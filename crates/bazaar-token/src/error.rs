//! Error types for token and chain operations.

use thiserror::Error;

use crate::amount::Amount;
use crate::asset::AssetId;

/// Result type alias for token operations.
pub type Result<T> = std::result::Result<T, TokenError>;

/// Errors that can occur during token and chain operations.
#[derive(Debug, Error)]
pub enum TokenError {
    /// Invalid address format.
    #[error("invalid address: {message}")]
    InvalidAddress {
        /// Description of the address error.
        message: String,
    },

    /// Insufficient currency balance for a transfer.
    #[error("insufficient balance: {address} has {have}, needs {need}")]
    InsufficientBalance {
        /// Account being debited.
        address: String,
        /// Current balance.
        have: Amount,
        /// Required balance.
        need: Amount,
    },

    /// Insufficient asset holding for a transfer.
    #[error("insufficient holding of asset {asset}: {address} has {have}, needs {need}")]
    InsufficientAssetBalance {
        /// Account being debited.
        address: String,
        /// Asset being moved.
        asset: AssetId,
        /// Units currently held.
        have: u64,
        /// Units required.
        need: u64,
    },

    /// Account is not opted in to the asset.
    #[error("account {address} is not opted in to asset {asset}")]
    NotOptedIn {
        /// Account that lacks the opt-in.
        address: String,
        /// Asset in question.
        asset: AssetId,
    },

    /// Asset does not exist on the chain.
    #[error("unknown asset: {0}")]
    UnknownAsset(AssetId),

    /// Invalid asset parameters.
    #[error("invalid asset: {message}")]
    InvalidAsset {
        /// Description of the asset error.
        message: String,
    },

    /// Signature does not match the transaction sender.
    #[error("invalid signature on transaction {id}")]
    InvalidSignature {
        /// Transaction ID.
        id: String,
    },

    /// Transaction was already applied.
    #[error("duplicate transaction: {id}")]
    DuplicateTransaction {
        /// Transaction ID.
        id: String,
    },

    /// Inner transfer issued from an account the chain does not control.
    #[error("account {address} is not a custodial account")]
    NotCustodial {
        /// Offending sender.
        address: String,
    },

    /// Invalid amount.
    #[error("invalid amount: {message}")]
    InvalidAmount {
        /// Description of the amount error.
        message: String,
    },

    /// Wallet error.
    #[error("wallet error: {message}")]
    WalletError {
        /// Description of the wallet error.
        message: String,
    },
}

impl TokenError {
    /// Create an invalid address error.
    #[must_use]
    pub fn invalid_address(message: impl Into<String>) -> Self {
        Self::InvalidAddress {
            message: message.into(),
        }
    }

    /// Create an insufficient balance error.
    #[must_use]
    pub fn insufficient_balance(address: impl Into<String>, have: Amount, need: Amount) -> Self {
        Self::InsufficientBalance {
            address: address.into(),
            have,
            need,
        }
    }

    /// Create a not-opted-in error.
    #[must_use]
    pub fn not_opted_in(address: impl Into<String>, asset: AssetId) -> Self {
        Self::NotOptedIn {
            address: address.into(),
            asset,
        }
    }

    /// Create an invalid amount error.
    #[must_use]
    pub fn invalid_amount(message: impl Into<String>) -> Self {
        Self::InvalidAmount {
            message: message.into(),
        }
    }
}

#[cfg(test)]
mod tests {
    use super::*;

    #[test]
    fn test_insufficient_balance_display() {
        let err = TokenError::insufficient_balance(
            "acct",
            Amount::from_base_units(5),
            Amount::from_base_units(10),
        );
        let msg = err.to_string();
        assert!(msg.contains("acct"));
        assert!(msg.contains("0.000005"));
        assert!(msg.contains("0.000010"));
    }

    #[test]
    fn test_not_opted_in_display() {
        let err = TokenError::not_opted_in("acct", AssetId::new(7));
        assert_eq!(err.to_string(), "account acct is not opted in to asset 7");
    }

    #[test]
    fn test_duplicate_display() {
        let err = TokenError::DuplicateTransaction {
            id: "abc123".to_string(),
        };
        assert!(err.to_string().contains("abc123"));
    }
}
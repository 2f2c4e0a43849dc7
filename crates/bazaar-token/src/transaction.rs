//! Signed transactions and atomic transaction groups.
//!
//! External transactions (payments and asset transfers) are signed by their
//! sender over a SHA-256 digest of a canonical byte encoding. Inner transfers
//! are issued by custodial accounts and carry no signature; the chain
//! authorises them by checking the sender is custodial.

use crate::amount::Amount;
use crate::asset::AssetId;
use crate::error::{Result, TokenError};
use crate::wallet::{Address, Wallet};
use ed25519_dalek::Signature;
use serde::{Deserialize, Serialize};
use sha2::{Digest, Sha256};
use std::fmt;
use uuid::Uuid;

/// Unique transaction identifier.
#[derive(Debug, Clone, PartialEq, Eq, PartialOrd, Ord, Hash, Serialize, Deserialize)]
#[serde(transparent)]
pub struct TransactionId(String);

impl TransactionId {
    /// Create a new random transaction ID.
    #[must_use]
    pub fn new() -> Self {
        Self(Uuid::new_v4().to_string())
    }

    /// Create from a string.
    #[must_use]
    pub fn from_string(s: impl Into<String>) -> Self {
        Self(s.into())
    }

    /// Get the ID as a string.
    #[must_use]
    pub fn as_str(&self) -> &str {
        &self.0
    }
}

impl Default for TransactionId {
    fn default() -> Self {
        Self::new()
    }
}

impl fmt::Display for TransactionId {
    fn fmt(&self, f: &mut fmt::Formatter<'_>) -> fmt::Result {
        write!(f, "{}", self.0)
    }
}

/// A transaction that can be signed by its sender.
pub trait Signable {
    /// Transaction ID.
    fn id(&self) -> &TransactionId;

    /// Account that must sign.
    fn sender(&self) -> &Address;

    /// Canonical byte encoding covered by the signature.
    fn signing_bytes(&self) -> Vec<u8>;

    /// SHA-256 digest of [`Signable::signing_bytes`].
    fn digest(&self) -> [u8; 32] {
        Sha256::digest(self.signing_bytes()).into()
    }
}

fn put_str(buf: &mut Vec<u8>, s: &str) {
    buf.extend_from_slice(&(s.len() as u32).to_le_bytes());
    buf.extend_from_slice(s.as_bytes());
}

/// A currency payment.
#[derive(Debug, Clone, PartialEq, Eq, Serialize, Deserialize)]
pub struct PaymentTxn {
    /// Transaction ID.
    pub id: TransactionId,
    /// Paying account.
    pub sender: Address,
    /// Receiving account.
    pub receiver: Address,
    /// Amount paid.
    pub amount: Amount,
}

impl PaymentTxn {
    /// Create a payment with a fresh ID.
    #[must_use]
    pub fn new(sender: Address, receiver: Address, amount: Amount) -> Self {
        Self {
            id: TransactionId::new(),
            sender,
            receiver,
            amount,
        }
    }
}

impl Signable for PaymentTxn {
    fn id(&self) -> &TransactionId {
        &self.id
    }

    fn sender(&self) -> &Address {
        &self.sender
    }

    fn signing_bytes(&self) -> Vec<u8> {
        let mut buf = b"bazaar/pay/v1".to_vec();
        put_str(&mut buf, self.id.as_str());
        put_str(&mut buf, self.sender.as_str());
        put_str(&mut buf, self.receiver.as_str());
        buf.extend_from_slice(&self.amount.base_units().to_le_bytes());
        buf
    }
}

/// A transfer of asset units.
///
/// A zero-amount transfer from an account to itself opts that account in
/// to the asset.
#[derive(Debug, Clone, PartialEq, Eq, Serialize, Deserialize)]
pub struct AssetTransferTxn {
    /// Transaction ID.
    pub id: TransactionId,
    /// Sending account.
    pub sender: Address,
    /// Receiving account.
    pub receiver: Address,
    /// Asset being moved.
    pub asset: AssetId,
    /// Units moved, in the asset's smallest unit.
    pub amount: u64,
}

impl AssetTransferTxn {
    /// Create an asset transfer with a fresh ID.
    #[must_use]
    pub fn new(sender: Address, receiver: Address, asset: AssetId, amount: u64) -> Self {
        Self {
            id: TransactionId::new(),
            sender,
            receiver,
            asset,
            amount,
        }
    }

    /// Create an opt-in (zero-amount self transfer).
    #[must_use]
    pub fn opt_in(account: Address, asset: AssetId) -> Self {
        Self::new(account.clone(), account, asset, 0)
    }
}

impl Signable for AssetTransferTxn {
    fn id(&self) -> &TransactionId {
        &self.id
    }

    fn sender(&self) -> &Address {
        &self.sender
    }

    fn signing_bytes(&self) -> Vec<u8> {
        let mut buf = b"bazaar/axfer/v1".to_vec();
        put_str(&mut buf, self.id.as_str());
        put_str(&mut buf, self.sender.as_str());
        put_str(&mut buf, self.receiver.as_str());
        buf.extend_from_slice(&self.asset.get().to_le_bytes());
        buf.extend_from_slice(&self.amount.to_le_bytes());
        buf
    }
}

/// A transaction together with its sender's signature.
#[derive(Debug, Clone, PartialEq, Eq, Serialize, Deserialize)]
pub struct Signed<T> {
    /// The signed transaction.
    pub txn: T,
    /// Ed25519 signature over the transaction digest.
    pub signature: Signature,
}

impl<T: Signable> Signed<T> {
    /// Sign a transaction with the sender's wallet.
    ///
    /// # Errors
    ///
    /// Returns error if the wallet does not control the transaction sender.
    pub fn sign(txn: T, wallet: &Wallet) -> Result<Self> {
        if wallet.address() != txn.sender() {
            return Err(TokenError::WalletError {
                message: format!(
                    "wallet {} cannot sign for sender {}",
                    wallet.address(),
                    txn.sender()
                ),
            });
        }
        let signature = wallet.sign(&txn.digest());
        Ok(Self { txn, signature })
    }

    /// Verify the signature against the transaction sender.
    ///
    /// # Errors
    ///
    /// Returns [`TokenError::InvalidSignature`] if verification fails.
    pub fn verify_signature(&self) -> Result<()> {
        if self.txn.sender().verifies(&self.txn.digest(), &self.signature) {
            Ok(())
        } else {
            Err(TokenError::InvalidSignature {
                id: self.txn.id().to_string(),
            })
        }
    }
}

/// One step of a [`TransactionGroup`].
#[derive(Debug, Clone, PartialEq, Eq, Serialize, Deserialize)]
#[serde(rename_all = "snake_case", tag = "type")]
pub enum GroupStep {
    /// Signed payment from an external account.
    Payment(Signed<PaymentTxn>),
    /// Signed asset transfer from an external account.
    AssetTransfer(Signed<AssetTransferTxn>),
    /// Payment issued by a custodial account.
    InnerPayment {
        /// Custodial sender.
        sender: Address,
        /// Receiving account.
        receiver: Address,
        /// Amount paid.
        amount: Amount,
    },
    /// Asset transfer issued by a custodial account.
    InnerAssetTransfer {
        /// Custodial sender.
        sender: Address,
        /// Receiving account.
        receiver: Address,
        /// Asset being moved.
        asset: AssetId,
        /// Units moved.
        amount: u64,
    },
}

/// An ordered list of steps applied all-or-nothing.
#[derive(Debug, Clone, Default, PartialEq, Eq, Serialize, Deserialize)]
pub struct TransactionGroup {
    steps: Vec<GroupStep>,
}

impl TransactionGroup {
    /// Create an empty group.
    #[must_use]
    pub fn new() -> Self {
        Self::default()
    }

    /// Append a step.
    pub fn push(&mut self, step: GroupStep) -> &mut Self {
        self.steps.push(step);
        self
    }

    /// Append a step, builder style.
    #[must_use]
    pub fn with(mut self, step: GroupStep) -> Self {
        self.steps.push(step);
        self
    }

    /// The steps in application order.
    #[must_use]
    pub fn steps(&self) -> &[GroupStep] {
        &self.steps
    }

    /// Number of steps.
    #[must_use]
    pub fn len(&self) -> usize {
        self.steps.len()
    }

    /// Whether the group has no steps.
    #[must_use]
    pub fn is_empty(&self) -> bool {
        self.steps.is_empty()
    }
}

What you should do :: Check every line of the data above for the string "InvalidAmount", and copy those that have it.

Response ::
    InvalidAmount {
        Self::InvalidAmount {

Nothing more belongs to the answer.